I thank the Chair for allowing me to raise this matter on the Adjournment. With the permission of the Chair I should like to share my time with Deputy Noonan.
I raise this matter on the Adjournment because of the recent trend in the dairy industry of flouting the Dairy Produce Act, 1924, and in particular in respect of section 32. That section states as follows:
(1) The Minister may by order make regulations for all or any of the following purposes, that is to say:
(a) requiring that the calculation of the price to be paid for all milk and cream supplied to any premises to which the regulations apply shall be made on the basis of the percentage of butter-fat or other prescribed constituent contained in the milk or cream.
Adherence to that section is nothing more or less than what I am demanding. I regard the trend of payment on a flat rate basis as a retrograde step because it pays no attention to the content of solids in the milk which, at the end of the day, is the only portion of the milk that matters.
The present situation has no regard for the improvement of breeding programmes or the management of dairy herds. There is no incentive for the farmer to improve his breed or to feed cattle at a higher level of intake. It is most inappropriate now to allow this flat rate system to continue because of the constraints of the super-levy.
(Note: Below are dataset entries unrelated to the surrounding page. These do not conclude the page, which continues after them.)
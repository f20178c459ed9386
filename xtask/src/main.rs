use std::fs;
use std::io::Write;
use std::path::{Path, PathBuf};
use std::process::{exit, Command};

use clap::{Parser, Subcommand, ValueEnum};
use zip::write::FileOptions;
use zip::{CompressionMethod, ZipWriter};

const CORE_PACKAGE: &str = "mock_compute_core";
const LAMBDA_PACKAGE: &str = "mock_compute_lambda";
const LAMBDA_BINARY: &str = "mock_compute_lambda";
const CORE_BENCH: &str = "computation";

#[derive(Parser)]
#[command(
    name = "xtask",
    about = "Task runner for the mock compute worker workspace"
)]
struct Cli {
    #[command(subcommand)]
    command: Commands,
}

#[derive(Subcommand)]
enum Commands {
    /// Run the unit tests of the worker crates
    Test,
    /// Run the synthetic computation benchmark
    Bench {
        /// Save the results under this Criterion baseline name
        #[arg(long, conflicts_with = "baseline")]
        save_baseline: Option<String>,
        /// Compare the results against a previously saved baseline
        #[arg(long)]
        baseline: Option<String>,
    },
    /// Formatting, clippy and tests
    Ci,
    /// Build the worker for Lambda and zip it as `bootstrap`
    Package {
        /// Lambda architecture to build for
        #[arg(value_enum, long, default_value_t = LambdaArch::X86_64)]
        arch: LambdaArch,
        /// Directory receiving the zip artifact
        #[arg(long, default_value = "target/lambda")]
        out_dir: PathBuf,
    },
}

#[derive(Clone, Copy, ValueEnum)]
enum LambdaArch {
    #[value(name = "x86_64")]
    X86_64,
    Arm64,
}

impl LambdaArch {
    fn target_triple(self) -> &'static str {
        match self {
            Self::X86_64 => "x86_64-unknown-linux-gnu",
            Self::Arm64 => "aarch64-unknown-linux-gnu",
        }
    }

    fn lambda_name(self) -> &'static str {
        match self {
            Self::X86_64 => "x86_64",
            Self::Arm64 => "arm64",
        }
    }
}

fn cargo(args: &[&str]) -> Result<(), String> {
    eprintln!("+ cargo {}", args.join(" "));
    let status = Command::new("cargo")
        .args(args)
        .status()
        .map_err(|error| format!("failed to execute cargo: {error}"))?;
    if status.success() {
        Ok(())
    } else {
        Err(format!("`cargo {}` exited with {status}", args.join(" ")))
    }
}

fn run_tests() -> Result<(), String> {
    cargo(&["test", "-p", CORE_PACKAGE])?;
    cargo(&["test", "-p", LAMBDA_PACKAGE])
}

fn run_bench(save_baseline: Option<&str>, baseline: Option<&str>) -> Result<(), String> {
    let mut args = vec!["bench", "-p", CORE_PACKAGE, "--bench", CORE_BENCH];
    match (save_baseline, baseline) {
        (Some(name), _) => args.extend(["--", "--save-baseline", name]),
        (None, Some(name)) => args.extend(["--", "--baseline", name]),
        (None, None) => {}
    }
    cargo(&args)
}

fn run_ci() -> Result<(), String> {
    cargo(&["fmt", "--all", "--", "--check"])?;
    cargo(&["clippy", "--all-targets", "--", "-D", "warnings"])?;
    run_tests()
}

fn package(arch: LambdaArch, out_dir: &Path) -> Result<PathBuf, String> {
    let target = arch.target_triple();
    cargo(&[
        "build",
        "--release",
        "-p",
        LAMBDA_PACKAGE,
        "--bin",
        LAMBDA_BINARY,
        "--target",
        target,
    ])?;

    let binary_path = Path::new("target")
        .join(target)
        .join("release")
        .join(LAMBDA_BINARY);
    let binary = fs::read(&binary_path)
        .map_err(|error| format!("failed to read '{}': {error}", binary_path.display()))?;

    fs::create_dir_all(out_dir)
        .map_err(|error| format!("failed to create '{}': {error}", out_dir.display()))?;
    let zip_path = out_dir.join(format!("mock_compute-{}.zip", arch.lambda_name()));
    write_bootstrap_zip(&binary, &zip_path)
        .map_err(|error| format!("failed to write '{}': {error}", zip_path.display()))?;
    Ok(zip_path)
}

/// Lambda custom runtimes start the executable named `bootstrap`.
fn write_bootstrap_zip(binary: &[u8], zip_path: &Path) -> zip::result::ZipResult<()> {
    let mut zip = ZipWriter::new(fs::File::create(zip_path)?);
    let options = FileOptions::default()
        .compression_method(CompressionMethod::Deflated)
        .unix_permissions(0o755);
    zip.start_file("bootstrap", options)?;
    zip.write_all(binary)?;
    zip.finish()?;
    Ok(())
}

fn main() {
    let cli = Cli::parse();

    let outcome = match cli.command {
        Commands::Test => run_tests(),
        Commands::Bench {
            save_baseline,
            baseline,
        } => run_bench(save_baseline.as_deref(), baseline.as_deref()),
        Commands::Ci => run_ci(),
        Commands::Package { arch, out_dir } => package(arch, &out_dir).map(|zip_path| {
            eprintln!(
                "packaged {} for the {} Lambda architecture",
                zip_path.display(),
                arch.lambda_name()
            );
        }),
    };

    if let Err(message) = outcome {
        eprintln!("xtask: {message}");
        exit(1);
    }
}
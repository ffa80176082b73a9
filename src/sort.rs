use std::cmp::Ordering;

use clap::ValueEnum;

use crate::users::{ColumnId, UserRecord};

#[derive(Debug, Clone, Copy, PartialEq, Eq, Default, ValueEnum)]
pub enum SortDirection {
    Ascending,
    #[default]
    Descending,
}

/// The single active sort column and its direction.
#[derive(Debug, Clone, Copy, PartialEq, Eq)]
pub struct SortDirective {
    pub column: ColumnId,
    pub descending: bool,
}

impl Default for SortDirective {
    fn default() -> Self {
        Self {
            column: ColumnId::Username,
            descending: false,
        }
    }
}

impl SortDirective {
    /// Header activation. The active column flips direction, any other column
    /// becomes the target with `first` as its direction.
    pub fn toggle(&self, column: ColumnId, first: SortDirection) -> Self {
        if self.column == column {
            Self {
                column,
                descending: !self.descending,
            }
        } else {
            Self {
                column,
                descending: first == SortDirection::Descending,
            }
        }
    }

    pub fn compare(&self, a: &UserRecord, b: &UserRecord) -> Ordering {
        let ord = compare_values(a.value(self.column), b.value(self.column));
        if self.descending { ord.reverse() } else { ord }
    }

    /// Sorts row indices into `rows` in place. Ties keep their order.
    pub fn sort(&self, rows: &[UserRecord], indices: &mut [usize]) {
        indices.sort_by(|&a, &b| self.compare(&rows[a], &rows[b]));
    }
}

// Numbers compare as numbers and come before everything else; the rest compares as strings.
// NaN counts as text so the order stays total.
pub fn compare_values(a: &str, b: &str) -> Ordering {
    match (parse_number(a), parse_number(b)) {
        (Some(a_float), Some(b_float)) => a_float.total_cmp(&b_float),
        (Some(_), None) => Ordering::Less,
        (None, Some(_)) => Ordering::Greater,
        (None, None) => a.cmp(b),
    }
}

fn parse_number(s: &str) -> Option<f64> {
    s.trim().parse::<f64>().ok().filter(|v| !v.is_nan())
}
use std::fs::OpenOptions;
use std::process::ExitCode;
use std::sync::Mutex;
use std::sync::mpsc::{self, TryRecvError};

use clap::Parser;
use tracing::{error, info};
use tracing_error::ErrorLayer;
use tracing_subscriber::{EnvFilter, layer::SubscriberExt, util::SubscriberInitExt};

mod controller;
mod domain;
mod filter;
mod inputter;
mod loader;
mod model;
mod pagination;
mod sort;
mod ui;
mod users;
mod view;

use controller::Controller;
use domain::{Args, LoadError, Message, UDConfig, UDError};
use loader::{UserClient, spawn_load};
use model::{Model, Status};
use ui::TableUI;

fn main() -> ExitCode {
    let args = Args::parse();
    let result = run(&args);
    ratatui::restore();
    match result {
        Err(e) => {
            eprintln!("Error: {e}");
            ExitCode::FAILURE
        }
        Ok(_) => ExitCode::SUCCESS,
    }
}

fn init_logging(log_file: &str) -> Result<(), UDError> {
    let path = shellexpand::full(log_file).map_err(|e| UDError::LoggingFailed(e.to_string()))?;
    let file = OpenOptions::new()
        .create(true)
        .append(true)
        .open(path.as_ref())?;

    tracing_subscriber::registry()
        .with(EnvFilter::try_from_default_env().unwrap_or_else(|_| EnvFilter::new("info")))
        .with(tracing_subscriber::fmt::layer().with_writer(Mutex::new(file)).with_ansi(false))
        .with(ErrorLayer::default())
        .try_init()
        .map_err(|e| UDError::LoggingFailed(e.to_string()))
}

fn run(args: &Args) -> Result<(), UDError> {
    init_logging(&args.log_file)?;
    let cfg = UDConfig::from(args);
    info!("Starting userdir with {:?}", cfg);

    let runtime = tokio::runtime::Builder::new_multi_thread()
        .worker_threads(1)
        .enable_all()
        .build()?;

    let (sender, receiver) = mpsc::channel();
    let _load_task = spawn_load(runtime.handle(), UserClient::with_url(&cfg.url), sender);

    let mut model = Model::init(&cfg);
    let ui = TableUI::new();
    let controller = Controller::new(&cfg);
    let mut terminal = ratatui::init();

    while model.status != Status::QUITTING {
        match receiver.try_recv() {
            Ok(message) => model.update(message)?,
            Err(TryRecvError::Empty) => {}
            Err(TryRecvError::Disconnected) => {
                if model.status == Status::LOADING {
                    error!("Loader finished without delivering a result");
                    model.update(Message::DataLoaded(Err(LoadError::Network(
                        "loader stopped unexpectedly".to_string(),
                    ))))?;
                }
            }
        }

        // Render the current view
        terminal.draw(|f| ui.draw(&model, f))?;

        // Handle events and map to a Message
        if let Some(message) = controller.handle_event(&model)? {
            model.update(message)?;
        };
    }

    runtime.shutdown_background();

    match model.error() {
        Some(e) => Err(UDError::LoadFailed(e.clone())),
        None => Ok(()),
    }
}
We have been hearing about the problems of the super-levy for the past 12 months and tonight the Minister is trying to recover some lost ground in Brussels. With the constraints of the super-levy and the threshold beyond which we cannot go it would be appropriate to avail of the increase we are allowed on the constituents of milk. We are allowed an annual increase of 0.06 per cent in butter-fat and an unlimited increase in protein. If there is a constraint on volume, why not go for an increase in constituents? However, the Department say they are not interested in the solids content of milk, that they are not interested in enforcing the Act. Illegal practices are allowed to occur, namely, payment by volume. When a farmer takes the white liquid to the creamery or to the co-op he will be paid the same price as the farmer who takes the same volume of milk but containing a much higher fat and a higher protein percentage.
It is appropriate that the Minister of State should be present in the House tonight because he has promoted the testing and recording of milk at farmer level through the milk records co-op. Now, an increasing number of the more efficient farmers are getting a print-out not alone of the yield and volume of milk but also of the fat, protein and solids. One section of the Department are encouraging farmers to produce milk with a high solids content and it is incomprehensible to find another section of the Department allowing the co-operatives to pay for milk on a flat rate basis, taking no account of solids.
The flat rate price is unfair to the farmer who is working hard to improve his dairy herd and the constituents in the milk he is supplying. It is also unfair to the processors. They are told every day they should diversify from traditional products and get into the higher revenue, more sophisticated products. Products such as cream liqueurs have been trotted out as an example of the way the industry should go. How can the industry go in that direction if the Department who are responsible for implementing the regulations are allowing those regulations to be flouted in regard to the payment for milk? Surely it is in the interests of processing plants and co-operatives to get milk that contains the highest possible levels of fat, protein and lactose. I am asking not only for this section of the Act to be implemented but I am also asking the Minister to make an order or a regulation extending the payments system to protein or lactose so that the entire solids in milk will be covered.
No doubt the excuse will be given that a review body in the Department are looking into the matter and that the whole question is being considered. Those old excuses are no good. It is about time we gave up considering matters and having review bodies. All those excuses have run out. We are in the EC. We are competing with countries such as The Netherlands and Denmark who are showing us the way. They are paying their farmers 104 per cent of the target price for milk but, on the other hand, we are paying on average only 85 per cent to our farmers. The major reason for our small price to the farming community is the low butter-fat, protein and lactose content in milk.
In the price negotiations in recent years the level of protein is weighted as more important than butter-fat. We have here an opportunity to increase the incomes of farmers by availing of the increases allowed on butter-fat and protein, thus allowing them to compete with the other dairying industries in the Community. I am calling on the Minister to enforce the Act and, as a matter of urgency, he should extend the section to cover payment in respect of protein and lactose.